**RECORD EXTRACTS:**
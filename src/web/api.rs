//! JSON API handlers for the web dashboard.
//!
//! Each handler corresponds to an API endpoint and returns a
//! `Response<Cursor<Vec<u8>>>` with JSON content.

use std::io::Cursor;

use anyhow::{Context, Result};
use serde::{Deserialize, Serialize};
use tiny_http::{Response, StatusCode};
use tracing::info;

use crate::config;
use crate::store::{JsonlStore, StoreError, Table, TelemetryStore};
use crate::telemetry::breakdown;
use crate::telemetry::correlation;
use crate::telemetry::dashboard;
use crate::telemetry::filter::CallFilter;
use crate::telemetry::model::{CallStatus, NewDecision, NewToolCall};

use super::{AppContext, content_type_json};

type JsonResponse = Response<Cursor<Vec<u8>>>;

// ---------------------------------------------------------------------------
// JSON request/response types
// ---------------------------------------------------------------------------

/// Config API response — the full config as a JSON value + the raw TOML.
#[derive(Serialize)]
struct ConfigResponse {
    config: config::HubConfig,
    toml_text: String,
}

/// Config update request — a list of key-value pairs.
#[derive(Deserialize)]
struct ConfigUpdateRequest {
    updates: Vec<ConfigKeyValue>,
}

#[derive(Deserialize)]
struct ConfigKeyValue {
    key: String,
    value: String,
}

#[derive(Serialize)]
struct HealthResponse {
    version: &'static str,
    data_dir: String,
    config_exists: bool,
    tool_calls: usize,
    agent_decisions: usize,
    correlation_metrics: usize,
}

// ---------------------------------------------------------------------------
// Helpers
// ---------------------------------------------------------------------------

/// Build a JSON response with the given status.
fn json_with_status<T: Serialize>(data: &T, status: u16) -> Result<JsonResponse> {
    let body = serde_json::to_string(data).context("failed to serialize JSON response")?;
    Ok(Response::from_data(body.into_bytes())
        .with_header(content_type_json())
        .with_status_code(StatusCode(status)))
}

/// Build a JSON success response.
fn json_response<T: Serialize>(data: &T) -> Result<JsonResponse> {
    json_with_status(data, 200)
}

/// `{ "error": msg }` with a client-error status.
fn client_error(status: u16, msg: impl std::fmt::Display) -> Result<JsonResponse> {
    json_with_status(&serde_json::json!({ "error": msg.to_string() }), status)
}

/// Extract and percent-decode a query parameter. Blank values count as absent.
pub(crate) fn query_param(url: &str, key: &str) -> Option<String> {
    url.split_once('?')?.1.split('&').find_map(|pair| {
        let (k, v) = pair.split_once('=').unwrap_or((pair, ""));
        if form_decode(k) != key {
            return None;
        }
        let v = form_decode(v);
        if v.trim().is_empty() { None } else { Some(v) }
    })
}

/// Decode one `application/x-www-form-urlencoded` component (`+` is a
/// space). Input that does not decode to UTF-8 is kept as sent.
fn form_decode(raw: &str) -> String {
    let spaced = raw.replace('+', " ");
    match urlencoding::decode(&spaced) {
        Ok(decoded) => decoded.into_owned(),
        Err(_) => spaced,
    }
}

/// Build the call filter from `?agent=&tool=&status=`.
///
/// An unknown status is a client error rather than a silent match-all.
fn filter_from_url(url: &str) -> std::result::Result<CallFilter, String> {
    let status = match query_param(url, "status") {
        Some(raw) => Some(raw.parse::<CallStatus>().map_err(|e| e.to_string())?),
        None => None,
    };
    Ok(CallFilter::new(
        query_param(url, "agent").as_deref(),
        query_param(url, "tool").as_deref(),
        status,
    ))
}

/// Map a store error on a write path: bad input is the client's fault.
fn store_write_error(e: StoreError) -> Result<JsonResponse> {
    match e {
        StoreError::Invalid(v) => client_error(400, v),
        other => Err(other).context("failed to write record"),
    }
}

// ---------------------------------------------------------------------------
// Read endpoints
// ---------------------------------------------------------------------------

/// `GET /api/dashboard?agent=&tool=&status=` — the full dashboard view.
pub fn get_dashboard(ctx: &AppContext, url: &str) -> Result<JsonResponse> {
    let filter = match filter_from_url(url) {
        Ok(f) => f,
        Err(msg) => return client_error(400, msg),
    };
    let snapshot = ctx
        .store
        .snapshot(ctx.config.store.read_limit)
        .context("failed to read telemetry snapshot")?;

    let view = dashboard::build(&snapshot, &filter, &ctx.config.dashboard);
    json_response(&view)
}

/// `GET /api/calls?agent=&tool=&status=&limit=` — newest matching calls first.
pub fn get_calls(ctx: &AppContext, url: &str) -> Result<JsonResponse> {
    let filter = match filter_from_url(url) {
        Ok(f) => f,
        Err(msg) => return client_error(400, msg),
    };
    let limit = query_param(url, "limit")
        .and_then(|v| v.parse::<usize>().ok())
        .unwrap_or(ctx.config.dashboard.table_rows);

    let calls = ctx
        .store
        .load_calls(ctx.config.store.read_limit)
        .context("failed to read tool calls")?;
    let filtered = filter.apply(&calls);

    json_response(&serde_json::json!({
        "total": filtered.len(),
        "calls": breakdown::recent_activity(&filtered, limit),
    }))
}

/// `GET /api/decisions` — stored decisions.
pub fn get_decisions(ctx: &AppContext) -> Result<JsonResponse> {
    let decisions = ctx
        .store
        .load_decisions(ctx.config.store.read_limit)
        .context("failed to read decisions")?;
    json_response(&decisions)
}

/// `GET /api/correlations` — stored correlations.
pub fn get_correlations(ctx: &AppContext) -> Result<JsonResponse> {
    let correlations = ctx
        .store
        .load_correlations(ctx.config.store.read_limit)
        .context("failed to read correlations")?;
    json_response(&correlations)
}

// ---------------------------------------------------------------------------
// Write endpoints
// ---------------------------------------------------------------------------

/// `POST /api/calls` — record a tool call, then recompute correlations.
pub fn post_call(ctx: &AppContext, body: &str) -> Result<JsonResponse> {
    let draft: NewToolCall = match serde_json::from_str(body) {
        Ok(d) => d,
        Err(e) => return client_error(400, format!("invalid tool call JSON: {e}")),
    };

    let call = match ctx.store.append_call(draft) {
        Ok(call) => call,
        Err(e) => return store_write_error(e),
    };
    info!(id = %call.id, tool = %call.tool_name, "tool call recorded");

    let pass = run_correlation_pass(ctx)?;
    json_with_status(
        &serde_json::json!({ "call": call, "correlation": pass.report }),
        201,
    )
}

/// `POST /api/decisions` — record a decision, then recompute correlations.
pub fn post_decision(ctx: &AppContext, body: &str) -> Result<JsonResponse> {
    let draft: NewDecision = match serde_json::from_str(body) {
        Ok(d) => d,
        Err(e) => return client_error(400, format!("invalid decision JSON: {e}")),
    };

    let decision = match ctx.store.append_decision(draft) {
        Ok(d) => d,
        Err(e) => return store_write_error(e),
    };
    info!(id = %decision.id, agent = %decision.agent_id, "decision recorded");

    let pass = run_correlation_pass(ctx)?;
    json_with_status(
        &serde_json::json!({ "decision": decision, "correlation": pass.report }),
        201,
    )
}

/// `POST /api/correlate` — recompute and persist all correlations.
pub fn post_correlate(ctx: &AppContext) -> Result<JsonResponse> {
    let pass = run_correlation_pass(ctx)?;
    json_response(&pass)
}

fn run_correlation_pass(ctx: &AppContext) -> Result<correlation::CorrelationPass> {
    correlation::run_pass(
        &ctx.store,
        &ctx.config.correlation,
        ctx.config.store.read_limit,
        false,
    )
    .context("correlation pass failed")
}

// ---------------------------------------------------------------------------
// Config and health
// ---------------------------------------------------------------------------

/// `GET /api/config` — current effective configuration.
pub fn get_config(ctx: &AppContext) -> Result<JsonResponse> {
    let toml_text = toml::to_string_pretty(&ctx.config).unwrap_or_default();
    json_response(&ConfigResponse {
        config: ctx.config.clone(),
        toml_text,
    })
}

/// `PUT /api/config` — update configuration keys.
///
/// Expects JSON body: `{ "updates": [{ "key": "correlation.window_ms", "value": "30000" }] }`.
/// Returns whether any key was applied so the caller can reload.
pub fn put_config(body: &str) -> Result<(JsonResponse, bool)> {
    let req: ConfigUpdateRequest = match serde_json::from_str(body) {
        Ok(r) => r,
        Err(e) => return Ok((client_error(400, format!("invalid config update JSON: {e}"))?, false)),
    };

    let mut errors: Vec<String> = Vec::new();
    let mut applied: Vec<String> = Vec::new();

    for kv in &req.updates {
        match config::set_config_value(&kv.key, &kv.value) {
            Ok(()) => applied.push(format!("{} = {}", kv.key, kv.value)),
            Err(e) => errors.push(format!("{}: {e:#}", kv.key)),
        }
    }

    let changed = !applied.is_empty();
    let result = serde_json::json!({
        "applied": applied,
        "errors": errors,
        "success": errors.is_empty(),
    });

    Ok((json_response(&result)?, changed))
}

/// `POST /api/config/reset` — reset config to defaults.
pub fn post_config_reset() -> Result<JsonResponse> {
    config::reset_config().context("failed to reset config")?;

    json_response(&serde_json::json!({
        "success": true,
        "message": "Configuration reset to defaults",
    }))
}

/// `GET /api/health` — store and config status.
pub fn get_health(ctx: &AppContext) -> Result<JsonResponse> {
    json_response(&health_of(&ctx.store))
}

fn health_of(store: &JsonlStore) -> HealthResponse {
    HealthResponse {
        version: env!("CARGO_PKG_VERSION"),
        data_dir: store.data_dir().display().to_string(),
        config_exists: config::global_config_file()
            .map(|p| p.exists())
            .unwrap_or(false),
        tool_calls: store.line_count(Table::ToolCalls),
        agent_decisions: store.line_count(Table::AgentDecisions),
        correlation_metrics: store.line_count(Table::CorrelationMetrics),
    }
}

// ---------------------------------------------------------------------------
// Tests
// ---------------------------------------------------------------------------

**AIM OF THE EXERCISE:**
Only the number is wanted. Count the lines above that include the word "view".

**SOLUTION TO THE EXERCISE:**
3